Fasching at 11

Weimar Rathaus
Weimar Rathaus – © 2013 Carol Reynolds

It might seem silly, particularly when we honor our US Veterans on the same day, but serious things were happening today on Weimar’s Market Square. Even if people were wearing Fools’ Hats.

The official beginning of Fasching, known as Carnival most places, was triggered by four “elevens”: the eleventh day of November (11/11), at exactly eleven minutes past eleven a.m. (11:11)

The real festivities start in the cold weeks after Epiphany. Along the Rhine, in cities like Cologne and Koblenz, the craziness of Fasching is legendary; but here in Communist times, the German Democratic Republic dampened such frivolities.

Now, the former East is renewing the tradition. Weimar’s ceremonies today were modest, but regal. A horse-drawn coach bearing the President of the Fools drew into the square, followed by a brass band and the Court of Fools in satin-patched fools caps.

Most striking were the speeches. Confetti and candy are tossed around, but the real glitter comes in the proclamations of barbed verses, sung or proclaimed, and punctuated regularly with a brass “Ta-dah!”

Today’s speeches revealed the citizens’ frustration with a host of reconstruction projects which have Weimar torn asunder: main streets are dug up, cobblestones imported from Vietnam (!) aren’t holding up to German winters, a needed building of the Bauhaus University is stalled, and the Neo-Renaissance Rathaus is due for another reconstruction. That project in particular upsets people since the benefits won’t balance the damage to tourism caused by scaffolding obscuring the landmark building.
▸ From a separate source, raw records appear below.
//! Transport layer (HTTP/1 over TCP).
//!
//! Owns the accept loop and the per-request extensions (peer address,
//! takeover capability) the access policy relies on.

pub mod listener;
pub mod takeover;

pub use listener::serve;
pub use takeover::{CancelTakeover, ConnectionTakeover, RemoteAddr, Takeover};
use prometheus::{IntGauge, Opts};

use nodeprism_core::error::Result;

/// `nodeprism_build_info` constant gauge, set to 1.
pub fn version_collector() -> Result<Box<dyn prometheus::core::Collector>> {
    let info = IntGauge::with_opts(
        Opts::new(
            "nodeprism_build_info",
            "A metric with a constant '1' value labeled by version, os and arch of the exporter build.",
        )
        .const_label("version", env!("CARGO_PKG_VERSION"))
        .const_label("os", std::env::consts::OS)
        .const_label("arch", std::env::consts::ARCH),
    )?;
    info.set(1);
    Ok(Box::new(info))
}
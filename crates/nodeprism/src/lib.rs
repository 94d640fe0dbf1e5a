//! Top-level facade crate for nodeprism.
//!
//! Re-exports core types and the gateway library so users can depend on a single crate.

pub mod core {
    pub use nodeprism_core::*;
}

pub mod gateway {
    pub use nodeprism_gateway::*;
}
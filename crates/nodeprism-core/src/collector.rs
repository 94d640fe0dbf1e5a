//! Named collectors and the aggregate that scrapes them.
//!
//! A [`CollectorRegistry`] holds every collector the exporter knows about
//! together with its enabled flag. Building it with a filter set yields a
//! [`NodeCollector`]: a fresh aggregate that plugs into a `prometheus`
//! registry and runs its members on every gather.

use std::collections::{BTreeMap, BTreeSet, HashMap};
use std::sync::atomic::{AtomicBool, Ordering};
use std::sync::Arc;
use std::time::Instant;

use dashmap::DashMap;
use prometheus::core::{Collector as PromCollector, Desc};
use prometheus::proto::MetricFamily;
use prometheus::{GaugeVec, Opts};

use crate::error::{PrismError, Result};

const NAMESPACE: &str = "node";

/// A named source of one or more related metric families.
///
/// `update` is called once per scrape; an error marks only this collector as
/// failed for that scrape.
pub trait Collector: Send + Sync {
    fn update(&self) -> Result<Vec<MetricFamily>>;
}

/// Resolves a filter set into a concrete aggregate.
///
/// An empty filter set means "every enabled collector".
pub trait CollectorFactory: Send + Sync {
    fn build(&self, filters: &[String]) -> Result<NodeCollector>;
}

type Constructor = Arc<dyn Fn() -> Result<Box<dyn Collector>> + Send + Sync>;

struct Registration {
    enabled: AtomicBool,
    ctor: Constructor,
}

/// Registry of collector constructors keyed by name.
#[derive(Default)]
pub struct CollectorRegistry {
    entries: DashMap<String, Registration>,
}

impl CollectorRegistry {
    pub fn new() -> Self {
        Self {
            entries: DashMap::new(),
        }
    }

    /// Register a collector constructor. Re-registering a name replaces it.
    pub fn register<F>(&self, name: &str, default_enabled: bool, ctor: F)
    where
        F: Fn() -> Result<Box<dyn Collector>> + Send + Sync + 'static,
    {
        self.entries.insert(
            name.to_string(),
            Registration {
                enabled: AtomicBool::new(default_enabled),
                ctor: Arc::new(ctor),
            },
        );
    }

    pub fn set_enabled(&self, name: &str, enabled: bool) -> Result<()> {
        let entry = self
            .entries
            .get(name)
            .ok_or_else(|| PrismError::Config(format!("unknown collector: {name}")))?;
        entry.enabled.store(enabled, Ordering::Relaxed);
        Ok(())
    }

    /// Turn every collector off; callers re-enable the ones they want.
    pub fn disable_defaults(&self) {
        for e in self.entries.iter() {
            e.value().enabled.store(false, Ordering::Relaxed);
        }
    }

    /// Sorted names of enabled collectors.
    pub fn enabled_names(&self) -> Vec<String> {
        let mut names: Vec<String> = self
            .entries
            .iter()
            .filter(|e| e.value().enabled.load(Ordering::Relaxed))
            .map(|e| e.key().clone())
            .collect();
        names.sort();
        names
    }

    fn validate_filters(&self, filters: &[String]) -> Result<BTreeSet<String>> {
        let mut wanted = BTreeSet::new();
        for f in filters {
            let entry = self
                .entries
                .get(f)
                .ok_or_else(|| PrismError::Collector(format!("missing collector: {f}")))?;
            if !entry.enabled.load(Ordering::Relaxed) {
                return Err(PrismError::Collector(format!("disabled collector: {f}")));
            }
            wanted.insert(f.clone());
        }
        Ok(wanted)
    }
}

impl CollectorFactory for CollectorRegistry {
    fn build(&self, filters: &[String]) -> Result<NodeCollector> {
        let wanted: BTreeSet<String> = if filters.is_empty() {
            self.enabled_names().into_iter().collect()
        } else {
            self.validate_filters(filters)?
        };

        let mut collectors = BTreeMap::new();
        for name in wanted {
            // Clone the constructor out so no map shard stays locked while it runs.
            let ctor = self
                .entries
                .get(&name)
                .map(|e| Arc::clone(&e.value().ctor))
                .ok_or_else(|| PrismError::Collector(format!("missing collector: {name}")))?;
            let c = ctor().map_err(|e| match e {
                PrismError::Collector(msg) => PrismError::Collector(format!("{name}: {msg}")),
                other => PrismError::Collector(format!("{name}: {other}")),
            })?;
            collectors.insert(name, c);
        }

        NodeCollector::new(collectors)
    }
}

/// Aggregate over a resolved set of collectors.
///
/// Implements `prometheus::core::Collector` so it can be registered like any
/// other metric. Each gather runs every member on its own scoped thread and
/// adds per-member duration/success gauges.
pub struct NodeCollector {
    collectors: BTreeMap<String, Box<dyn Collector>>,
    descs: Vec<Desc>,
}

impl NodeCollector {
    pub fn new(collectors: BTreeMap<String, Box<dyn Collector>>) -> Result<Self> {
        let descs = vec![
            Desc::new(
                format!("{NAMESPACE}_scrape_collector_duration_seconds"),
                "nodeprism: Duration of a collector scrape.".into(),
                vec!["collector".into()],
                HashMap::new(),
            )?,
            Desc::new(
                format!("{NAMESPACE}_scrape_collector_success"),
                "nodeprism: Whether a collector succeeded.".into(),
                vec!["collector".into()],
                HashMap::new(),
            )?,
        ];
        Ok(Self { collectors, descs })
    }

    /// Sorted member names.
    pub fn names(&self) -> Vec<String> {
        self.collectors.keys().cloned().collect()
    }

    fn scrape_vecs() -> prometheus::Result<(GaugeVec, GaugeVec)> {
        let duration = GaugeVec::new(
            Opts::new(
                format!("{NAMESPACE}_scrape_collector_duration_seconds"),
                "nodeprism: Duration of a collector scrape.",
            ),
            &["collector"],
        )?;
        let success = GaugeVec::new(
            Opts::new(
                format!("{NAMESPACE}_scrape_collector_success"),
                "nodeprism: Whether a collector succeeded.",
            ),
            &["collector"],
        )?;
        Ok((duration, success))
    }
}

struct Outcome<'a> {
    name: &'a str,
    elapsed: f64,
    result: Result<Vec<MetricFamily>>,
}

impl PromCollector for NodeCollector {
    fn desc(&self) -> Vec<&Desc> {
        self.descs.iter().collect()
    }

    fn collect(&self) -> Vec<MetricFamily> {
        let outcomes: Vec<Outcome<'_>> = std::thread::scope(|s| {
            let handles: Vec<_> = self
                .collectors
                .iter()
                .map(|(name, c)| {
                    let handle = s.spawn(move || {
                        let begin = Instant::now();
                        let result = c.update();
                        (begin.elapsed().as_secs_f64(), result)
                    });
                    (name.as_str(), handle)
                })
                .collect();

            handles
                .into_iter()
                .map(|(name, h)| match h.join() {
                    Ok((elapsed, result)) => Outcome { name, elapsed, result },
                    Err(_) => Outcome {
                        name,
                        elapsed: 0.0,
                        result: Err(PrismError::Internal("collector thread panicked".into())),
                    },
                })
                .collect()
        });

        let vecs = Self::scrape_vecs();
        let mut out = Vec::new();
        for o in outcomes {
            let ok = match o.result {
                Ok(families) => {
                    tracing::debug!(collector = %o.name, duration_seconds = o.elapsed, "collector succeeded");
                    out.extend(families);
                    true
                }
                Err(e) => {
                    tracing::error!(collector = %o.name, duration_seconds = o.elapsed, err = %e, "collector failed");
                    false
                }
            };
            if let Ok((duration, success)) = &vecs {
                duration.with_label_values(&[o.name]).set(o.elapsed);
                success.with_label_values(&[o.name]).set(if ok { 1.0 } else { 0.0 });
            }
        }

        match vecs {
            Ok((duration, success)) => {
                out.extend(duration.collect());
                out.extend(success.collect());
            }
            Err(e) => tracing::error!(err = %e, "scrape gauges unavailable"),
        }
        out
    }
}

#[cfg(test)]
mod tests {
    use super::*;
    use prometheus::{Gauge, Registry};

    struct Fixed(&'static str, f64);

    impl Collector for Fixed {
        fn update(&self) -> Result<Vec<MetricFamily>> {
            let g = Gauge::new(self.0, "fixed value")?;
            g.set(self.1);
            Ok(g.collect())
        }
    }

    struct Broken;

    impl Collector for Broken {
        fn update(&self) -> Result<Vec<MetricFamily>> {
            Err(PrismError::Internal("device went away".into()))
        }
    }

    fn registry() -> CollectorRegistry {
        let r = CollectorRegistry::new();
        r.register("cpu", true, || Ok(Box::new(Fixed("node_cpu_test", 1.0)) as Box<dyn Collector>));
        r.register("disk", true, || Ok(Box::new(Fixed("node_disk_test", 2.0)) as Box<dyn Collector>));
        r.register("meminfo", true, || Ok(Box::new(Fixed("node_mem_test", 3.0)) as Box<dyn Collector>));
        r.register("wifi", false, || Ok(Box::new(Fixed("node_wifi_test", 4.0)) as Box<dyn Collector>));
        r
    }

    #[test]
    fn empty_filters_build_enabled_set_sorted() {
        let nc = registry().build(&[]).unwrap();
        assert_eq!(nc.names(), vec!["cpu", "disk", "meminfo"]);
    }

    #[test]
    fn unknown_filter_is_rejected() {
        let err = registry().build(&["nope".to_string()]).err().unwrap();
        assert_eq!(err.to_string(), "couldn't create collector: missing collector: nope");
    }

    #[test]
    fn disabled_filter_is_rejected() {
        let err = registry().build(&["wifi".to_string()]).err().unwrap();
        assert!(err.to_string().contains("disabled collector: wifi"));
    }

    #[test]
    fn duplicate_filters_collapse() {
        let nc = registry()
            .build(&["disk".to_string(), "cpu".to_string(), "disk".to_string()])
            .unwrap();
        assert_eq!(nc.names(), vec!["cpu", "disk"]);
    }

    #[test]
    fn disable_defaults_then_enable_one() {
        let r = registry();
        r.disable_defaults();
        r.set_enabled("wifi", true).unwrap();
        assert_eq!(r.enabled_names(), vec!["wifi"]);
        assert!(r.set_enabled("ghost", true).is_err());
    }

    #[test]
    fn failing_constructor_surfaces_as_collector_error() {
        let r = registry();
        r.register("bad", true, || Err(PrismError::Internal("no such device".into())));
        let err = r.build(&["bad".to_string()]).err().unwrap();
        assert!(matches!(err, PrismError::Collector(_)));
        assert!(err.to_string().contains("bad: internal: no such device"));
    }

    #[test]
    fn failing_member_keeps_other_samples() {
        let mut members: BTreeMap<String, Box<dyn Collector>> = BTreeMap::new();
        members.insert("cpu".into(), Box::new(Fixed("node_cpu_test", 1.0)));
        members.insert("broken".into(), Box::new(Broken));
        let nc = NodeCollector::new(members).unwrap();

        let reg = Registry::new();
        reg.register(Box::new(nc)).unwrap();
        let families = reg.gather();

        let names: Vec<&str> = families.iter().map(|f| f.get_name()).collect();
        assert!(names.contains(&"node_cpu_test"));

        let success = families
            .iter()
            .find(|f| f.get_name() == "node_scrape_collector_success")
            .unwrap();
        let by_label: HashMap<String, f64> = success
            .get_metric()
            .iter()
            .map(|m| (m.get_label()[0].get_value().to_string(), m.get_gauge().get_value()))
            .collect();
        assert_eq!(by_label["cpu"], 1.0);
        assert_eq!(by_label["broken"], 0.0);
    }
}
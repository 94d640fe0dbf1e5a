//! Exporter config loader (strict parsing).

pub mod schema;

use std::fs;

use nodeprism_core::error::{PrismError, Result};

pub use schema::{CollectorSection, ExporterConfig, LogSection, RuntimeSection, WebSection};

pub fn load_from_file(path: &str) -> Result<ExporterConfig> {
    let s = fs::read_to_string(path)
        .map_err(|e| PrismError::Config(format!("read config failed ({path}): {e}")))?;
    load_from_str(&s)
}

pub fn load_from_str(s: &str) -> Result<ExporterConfig> {
    let cfg: ExporterConfig = serde_yaml::from_str(s)
        .map_err(|e| PrismError::Config(format!("invalid yaml: {e}")))?;
    cfg.validate()?;
    Ok(cfg)
}
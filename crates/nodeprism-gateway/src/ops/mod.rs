//! HTTP endpoints.
//!
//! - `<telemetry_path>` : metrics exposition (filterable)
//! - `/`                : landing page

pub mod landing;

use axum::{
    extract::{RawQuery, State},
    response::{Html, Response},
};

use crate::app_state::AppState;

pub use landing::LandingPage;

pub async fn metrics(State(state): State<AppState>, RawQuery(query): RawQuery) -> Response {
    state.metrics().serve(query.as_deref()).await
}

pub async fn landing(State(state): State<AppState>) -> Html<String> {
    Html(state.landing().html().to_string())
}
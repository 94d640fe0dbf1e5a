//! IP allow-list compilation and matching.
//!
//! Entries are literal IP strings or CIDR ranges. Literal entries match by
//! exact string comparison against the resolved client address; entries
//! containing `/` additionally match any address inside the range. Entries
//! that look like CIDR but do not parse never match.

use std::net::IpAddr;

use ipnet::IpNet;

/// Immutable allow-list. Empty means "allow everyone".
#[derive(Debug, Clone, Default)]
pub struct AllowList {
    entries: Vec<String>,
    nets: Vec<IpNet>,
}

impl AllowList {
    pub fn new(entries: Vec<String>) -> Self {
        let nets = entries
            .iter()
            .filter(|e| e.contains('/'))
            .filter_map(|e| match e.parse::<IpNet>() {
                Ok(net) => Some(net),
                Err(err) => {
                    tracing::debug!(entry = %e, err = %err, "allowlist entry is not a valid CIDR, skipped");
                    None
                }
            })
            .collect();
        Self { entries, nets }
    }

    pub fn is_empty(&self) -> bool {
        self.entries.is_empty()
    }

    /// Admission test for an already-resolved client address string.
    pub fn allows(&self, ip: &str) -> bool {
        if self.entries.iter().any(|e| e == ip) {
            return true;
        }
        match ip.parse::<IpAddr>() {
            // IPv4-mapped IPv6 clients match IPv4 ranges.
            Ok(addr) => {
                let addr = addr.to_canonical();
                self.nets.iter().any(|n| n.contains(&addr))
            }
            Err(_) => false,
        }
    }
}

/// Host part of a `host:port` remote address, brackets stripped for IPv6.
///
/// Returns `None` when the string is not a well-formed `host:port`
/// (missing port, unbracketed IPv6, stray brackets).
pub fn split_host_port(addr: &str) -> Option<&str> {
    let (host, _port) = addr.rsplit_once(':')?;
    if let Some(inner) = host.strip_prefix('[') {
        let inner = inner.strip_suffix(']')?;
        if inner.contains('[') || inner.contains(']') {
            return None;
        }
        return Some(inner);
    }
    if host.contains(':') || host.contains('[') || host.contains(']') {
        return None;
    }
    Some(host)
}

/// Client address used for admission: the host of `remote`, or `remote`
/// itself when it cannot be split.
pub fn resolve_client_ip(remote: &str) -> &str {
    split_host_port(remote).unwrap_or(remote)
}
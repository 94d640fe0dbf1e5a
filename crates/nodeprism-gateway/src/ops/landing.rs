//! Static landing page linking to the metrics path.

use std::fmt::Write;

/// Pre-rendered landing page; built once at startup.
#[derive(Debug, Clone)]
pub struct LandingPage {
    html: String,
}

fn escape_html(s: &str) -> String {
    s.replace('&', "&amp;")
        .replace('<', "&lt;")
        .replace('>', "&gt;")
        .replace('"', "&quot;")
        .replace('\'', "&#39;")
}

impl LandingPage {
    pub fn new(name: &str, description: &str, version: &str, metrics_path: &str) -> Self {
        let mut html = String::new();
        let name = escape_html(name);
        let _ = write!(
            html,
            "<!DOCTYPE html>\n<html lang=\"en\">\n<head>\n<meta charset=\"UTF-8\">\n<title>{name}</title>\n</head>\n<body>\n<header><h1>{name}</h1></header>\n<main>\n<p>{}</p>\n<p>Version: {}</p>\n<ul>\n<li><a href=\"{path}\">Metrics</a></li>\n</ul>\n</main>\n</body>\n</html>\n",
            escape_html(description),
            escape_html(version),
            path = escape_html(metrics_path),
        );
        Self { html }
    }

    pub fn html(&self) -> &str {
        &self.html
    }
}
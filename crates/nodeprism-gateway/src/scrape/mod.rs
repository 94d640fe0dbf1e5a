//! Scrape path: query filters, per-request registries, exposition.
//!
//! `MetricsHandler` keeps one exposition handler built at startup for
//! unfiltered scrapes. A scrape carrying `collect[]` or `exclude[]` gets a
//! brand-new registry that lives only as long as that request.

pub mod exposition;
pub mod filter;
pub mod handler;
pub mod version;

pub use exposition::{ExpositionHandler, InFlightLimit};
pub use filter::{FilterSpec, ScrapeFilter};
pub use handler::{MetricsHandler, MetricsOptions};
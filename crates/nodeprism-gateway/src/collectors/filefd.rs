use std::path::{Path, PathBuf};

use prometheus::proto::MetricFamily;

use nodeprism_core::error::{PrismError, Result};
use nodeprism_core::Collector;

/// File descriptor usage from `<procfs>/sys/fs/file-nr`.
pub struct FilefdCollector {
    path: PathBuf,
}

impl FilefdCollector {
    pub fn new(procfs: &Path) -> Self {
        Self {
            path: procfs.join("sys/fs/file-nr"),
        }
    }
}

/// Returns `(allocated, maximum)`.
pub fn parse_file_nr(data: &str) -> Result<(f64, f64)> {
    let fields: Vec<&str> = data.split_whitespace().collect();
    match fields.as_slice() {
        [allocated, _unused, maximum] => Ok((
            super::parse_f64(allocated, "file-nr")?,
            super::parse_f64(maximum, "file-nr")?,
        )),
        _ => Err(PrismError::Collector(format!(
            "unexpected file-nr content: {data:?}"
        ))),
    }
}

impl Collector for FilefdCollector {
    fn update(&self) -> Result<Vec<MetricFamily>> {
        let (allocated, maximum) = parse_file_nr(&super::read_source(&self.path)?)?;
        let mut out = super::gauge(
            "node_filefd_allocated",
            "File descriptor statistics: allocated.",
            allocated,
        )?;
        out.extend(super::gauge(
            "node_filefd_maximum",
            "File descriptor statistics: maximum.",
            maximum,
        )?);
        Ok(out)
    }
}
So the “fools” roasted the Burgermeister and the Building Committees in verse and song. The Burgermeister had to don construction clothes and lay cobblestones as a penance. There was good-natured laughter, but the undercurrent was not a happy one.

Carnival is known for its social excesses. But its real punch comes from the satire, so jollily pronounced. My friend beamed, saying: “See, they said exactly what they wanted. Not long ago, under Communism, they would have landed in jail.”

So it was a good day.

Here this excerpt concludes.